### Your goal
Reproduce exactly the lines below, starting with the line that contains "let b = det.corners[(i + 1) % 4];" and ending with the last line of the records, both included, and nothing else.

### Extracted data
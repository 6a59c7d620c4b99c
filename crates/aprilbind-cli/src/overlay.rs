//! Color overlay of detections on the input image.

use aprilbind::Detection;
use image::{GrayImage, Rgb, RgbImage};
use imageproc::drawing::{draw_hollow_circle_mut, draw_line_segment_mut};

const OUTLINE: Rgb<u8> = Rgb([0, 220, 0]);
/// Edge from corner 0 to corner 1, marks tag orientation.
const FIRST_EDGE: Rgb<u8> = Rgb([230, 30, 30]);
const CENTER: Rgb<u8> = Rgb([30, 90, 230]);

/// Draw every detection's outline and center onto an RGB copy of `gray`.
pub fn draw_detections(gray: &GrayImage, detections: &[Detection]) -> RgbImage {
    let mut canvas = RgbImage::from_fn(gray.width(), gray.height(), |x, y| {
        let v = gray.get_pixel(x, y)[0];
        Rgb([v, v, v])
    });

    for det in detections {
        for i in 0..4 {
            let a = det.corners[i];
            let b = det.corners[(i + 1) % 4];
            let color = if i == 0 { FIRST_EDGE } else { OUTLINE };
            draw_line_segment_mut(
                &mut canvas,
                (a[0] as f32, a[1] as f32),
                (b[0] as f32, b[1] as f32),
                color,
            );
        }
        let c = (det.center[0].round() as i32, det.center[1].round() as i32);
        draw_hollow_circle_mut(&mut canvas, c, 3, CENTER);
    }
    canvas
}

#[cfg(test)]
mod tests {
    use super::*;

    fn square(id: i32, cx: f64, cy: f64, half: f64) -> Detection {
        Detection {
            tag_family: "tag36h11".into(),
            tag_id: id,
            hamming: 0,
            goodness: 0.0,
            decision_margin: 40.0,
            homography: [[half, 0.0, cx], [0.0, half, cy], [0.0, 0.0, 1.0]],
            center: [cx, cy],
            corners: [
                [cx - half, cy + half],
                [cx + half, cy + half],
                [cx + half, cy - half],
                [cx - half, cy - half],
            ],
        }
    }

    #[test]
    fn outline_and_orientation_edge_are_drawn() {
        let gray = GrayImage::new(64, 64);
        let out = draw_detections(&gray, &[square(1, 32.0, 32.0, 10.0)]);
        // Corner 0 -> 1 runs along y = 42.
        assert_eq!(*out.get_pixel(32, 42), FIRST_EDGE);
        // Corner 1 -> 2 runs along x = 42.
        assert_eq!(*out.get_pixel(42, 32), OUTLINE);
        // Circle of radius 3 around the center.
        assert_eq!(*out.get_pixel(35, 32), CENTER);
        // Untouched background keeps the gray value.
        assert_eq!(*out.get_pixel(2, 2), Rgb([0, 0, 0]));
    }

    #[test]
    fn no_detections_is_plain_gray_copy() {
        let gray = GrayImage::from_pixel(8, 4, image::Luma([77]));
        let out = draw_detections(&gray, &[]);
        assert!(out.pixels().all(|p| *p == Rgb([77, 77, 77])));
    }
}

### Task solution
            let b = det.corners[(i + 1) % 4];
            let color = if i == 0 { FIRST_EDGE } else { OUTLINE };
            draw_line_segment_mut(
                &mut canvas,
                (a[0] as f32, a[1] as f32),
                (b[0] as f32, b[1] as f32),
                color,
            );
        }
        let c = (det.center[0].round() as i32, det.center[1].round() as i32);
        draw_hollow_circle_mut(&mut canvas, c, 3, CENTER);
    }
    canvas
}

#[cfg(test)]
mod tests {
    use super::*;

    fn square(id: i32, cx: f64, cy: f64, half: f64) -> Detection {
        Detection {
            tag_family: "tag36h11".into(),
            tag_id: id,
            hamming: 0,
            goodness: 0.0,
            decision_margin: 40.0,
            homography: [[half, 0.0, cx], [0.0, half, cy], [0.0, 0.0, 1.0]],
            center: [cx, cy],
            corners: [
                [cx - half, cy + half],
                [cx + half, cy + half],
                [cx + half, cy - half],
                [cx - half, cy - half],
            ],
        }
    }

    #[test]
    fn outline_and_orientation_edge_are_drawn() {
        let gray = GrayImage::new(64, 64);
        let out = draw_detections(&gray, &[square(1, 32.0, 32.0, 10.0)]);
        // Corner 0 -> 1 runs along y = 42.
        assert_eq!(*out.get_pixel(32, 42), FIRST_EDGE);
        // Corner 1 -> 2 runs along x = 42.
        assert_eq!(*out.get_pixel(42, 32), OUTLINE);
        // Circle of radius 3 around the center.
        assert_eq!(*out.get_pixel(35, 32), CENTER);
        // Untouched background keeps the gray value.
        assert_eq!(*out.get_pixel(2, 2), Rgb([0, 0, 0]));
    }

    #[test]
    fn no_detections_is_plain_gray_copy() {
        let gray = GrayImage::from_pixel(8, 4, image::Luma([77]));
        let out = draw_detections(&gray, &[]);
        assert!(out.pixels().all(|p| *p == Rgb([77, 77, 77])));
    }
}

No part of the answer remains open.